A agência reguladora declarou que realizou uma avaliação própria antes de iniciar o processo. Segundo a Ofcom, o foco será verificar se a plataforma cumpriu suas obrigações legais. A legislação vigente exige medidas efetivas contra conteúdos ilegais. A Lei de Segurança Online de 2023 ampliou significativamente essas exigências. Mesmo assim, autoridades consideram que ainda há lacunas. O governo britânico quer endurecer ainda mais as regras. A iniciativa também reflete uma tendência global de maior regulação digital. Especialistas apontam que aplicativos de mensagens são particularmente difíceis de monitorar.
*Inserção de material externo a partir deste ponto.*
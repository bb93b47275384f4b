//! A render-ready projection of the calendar state
//!
//! A [`CalendarView`] is rebuilt from scratch after every action. It holds no reference to the state it was built from.

use chrono::NaiveDate;

use crate::controller::{EventForm, FormState};
use crate::event::{Event, EventId};
use crate::grid::{GridCell, MonthGrid, WEEKDAY_LABELS};
use crate::preference::{PreferenceController, Theme};
use crate::storage::KeyValueStorage;
use crate::store::EventStore;

#[derive(Clone, Debug, PartialEq)]
pub struct CalendarView {
    /// e.g. "March 2024"
    pub month_label: String,
    pub weekday_labels: [&'static str; 7],
    /// Leading blanks, then one cell per day of the displayed month, split in weeks.
    /// The last week may be shorter than the others.
    pub weeks: Vec<Vec<CellView>>,
    /// `Some` while the event form is shown
    pub form: Option<FormView>,
    /// Every event, by ascending date
    pub upcoming: Vec<EventSummary>,
    pub theme: Theme,
    /// Classes to set on the outermost element
    pub root_classes: Vec<String>,
}

#[derive(Clone, Debug, PartialEq)]
pub enum CellView {
    Blank,
    Day(DayView),
}

#[derive(Clone, Debug, PartialEq)]
pub struct DayView {
    pub date: NaiveDate,
    pub is_today: bool,
    pub is_selected: bool,
    pub events: Vec<EventLine>,
}

/// An event, as shown inside a day cell
#[derive(Clone, Debug, PartialEq)]
pub struct EventLine {
    pub id: EventId,
    /// `HH:MM - title`
    pub label: String,
}

/// An event, as shown in the upcoming list
#[derive(Clone, Debug, PartialEq)]
pub struct EventSummary {
    pub id: EventId,
    pub title: String,
    /// `date at HH:MM`
    pub when: String,
    /// `None` when the description is empty
    pub description: Option<String>,
}

#[derive(Clone, Debug, PartialEq)]
pub struct FormView {
    /// The date the event will be created on
    pub date: NaiveDate,
    pub title: String,
    pub time: String,
    pub description: String,
}

impl CalendarView {
    pub fn build<S: KeyValueStorage>(
        selected_date: NaiveDate,
        today: NaiveDate,
        store: &EventStore,
        form: &EventForm,
        preference: &PreferenceController<S>,
    ) -> Self {
        let grid = MonthGrid::for_date(selected_date);

        let to_view = |cell: GridCell| match cell {
            GridCell::Blank => CellView::Blank,
            GridCell::Day(date) => CellView::Day(DayView {
                date,
                is_today: date == today,
                is_selected: date == selected_date,
                events: store.events_on(date).into_iter().map(EventLine::from).collect(),
            }),
        };
        let weeks = grid.rows()
            .into_iter()
            .map(|week| week.into_iter().map(&to_view).collect())
            .collect();

        let form = match form.state() {
            FormState::Closed => None,
            FormState::Open => {
                let draft = form.draft();
                Some(FormView {
                    date: selected_date,
                    title: draft.title.clone(),
                    time: draft.time.to_string(),
                    description: draft.description.clone(),
                })
            },
        };

        Self {
            month_label: selected_date.format("%B %Y").to_string(),
            weekday_labels: WEEKDAY_LABELS,
            weeks,
            form,
            upcoming: store.chronological().into_iter().map(EventSummary::from).collect(),
            theme: preference.theme(),
            root_classes: preference.root_style().classes().map(String::from).collect(),
        }
    }

    /// Every cell, in reading order
    pub fn cells(&self) -> impl Iterator<Item = &CellView> {
        self.weeks.iter().flatten()
    }

    /// The cell of the selected day
    pub fn selected(&self) -> Option<&DayView> {
        self.cells().find_map(|cell| match cell {
            CellView::Day(d) if d.is_selected => Some(d),
            _ => None,
        })
    }

    /// The cell of a given day of the displayed month
    pub fn day(&self, day: u32) -> Option<&DayView> {
        self.cells()
            .filter_map(|cell| match cell {
                CellView::Day(d) => Some(d),
                CellView::Blank => None,
            })
            .nth(day.checked_sub(1)? as usize)
    }
}

impl From<&Event> for EventLine {
    fn from(event: &Event) -> Self {
        Self {
            id: event.id().clone(),
            label: format!("{} - {}", event.time(), event.title()),
        }
    }
}

impl From<&Event> for EventSummary {
    fn from(event: &Event) -> Self {
        let description = match event.description() {
            "" => None,
            d => Some(d.to_string()),
        };
        Self {
            id: event.id().clone(),
            title: event.title().to_string(),
            when: format!("{} at {}", event.date().format("%Y-%m-%d"), event.time()),
            description,
        }
    }
}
Governo britânico cobra responsabilidade
O primeiro-ministro Keir Starmer tem defendido uma postura mais rigorosa das empresas de tecnologia. Ele se reuniu recentemente com executivos do setor para discutir segurança online. Durante o encontro, reforçou a necessidade de ações concretas. O governo também avalia restringir o acesso de menores de 16 anos às redes sociais. A proposta ainda está em fase de consulta pública. Autoridades argumentam que medidas preventivas são essenciais. A Ofcom afirmou que continua insatisfeita com o nível de proteção oferecido por algumas plataformas.
Além do Telegram, outras empresas também estão sendo investigadas. Entre elas estão serviços de chat voltados ao público jovem. O objetivo é verificar se há falhas na prevenção de aliciamento. Reguladores destacam que as empresas e autoridades devem compartilhar a responsabilidade. Empresas precisam adotar sistemas mais eficazes de moderação. O governo sinaliza que punições podem ser aplicadas em caso de descumprimento. A legislação prevê multas e outras sanções. A pressão política sobre o setor tem aumentado nos últimos meses.
Telegram nega acusações
O Telegram reagiu às acusações de forma contundente. A empresa negou categoricamente qualquer falha sistêmica. Em comunicado, afirmou que combate esse tipo de conteúdo desde 2018. Segundo a plataforma, algoritmos avançados foram implementados para detectar material ilegal. A empresa também destacou que remove rapidamente conteúdos suspeitos. Apesar disso, reguladores questionam a eficácia dessas medidas. A investigação busca justamente avaliar esse ponto. O Telegram afirmou estar surpreso com a decisão da Ofcom.
Também demonstrou preocupação com possíveis impactos na liberdade de expressão. A empresa sugeriu que a investigação pode ter motivações mais amplas. Especialistas, no entanto, veem o caso como parte de um movimento regulatório legítimo. O histórico recente da empresa também pesa contra. Em fevereiro, foi multada na Austrália por falhas semelhantes. O episódio reforça a atenção internacional sobre a plataforma. Analistas apontam que o desfecho da investigação pode influenciar políticas globais. O caso deve servir como referência para futuras regulações digitais.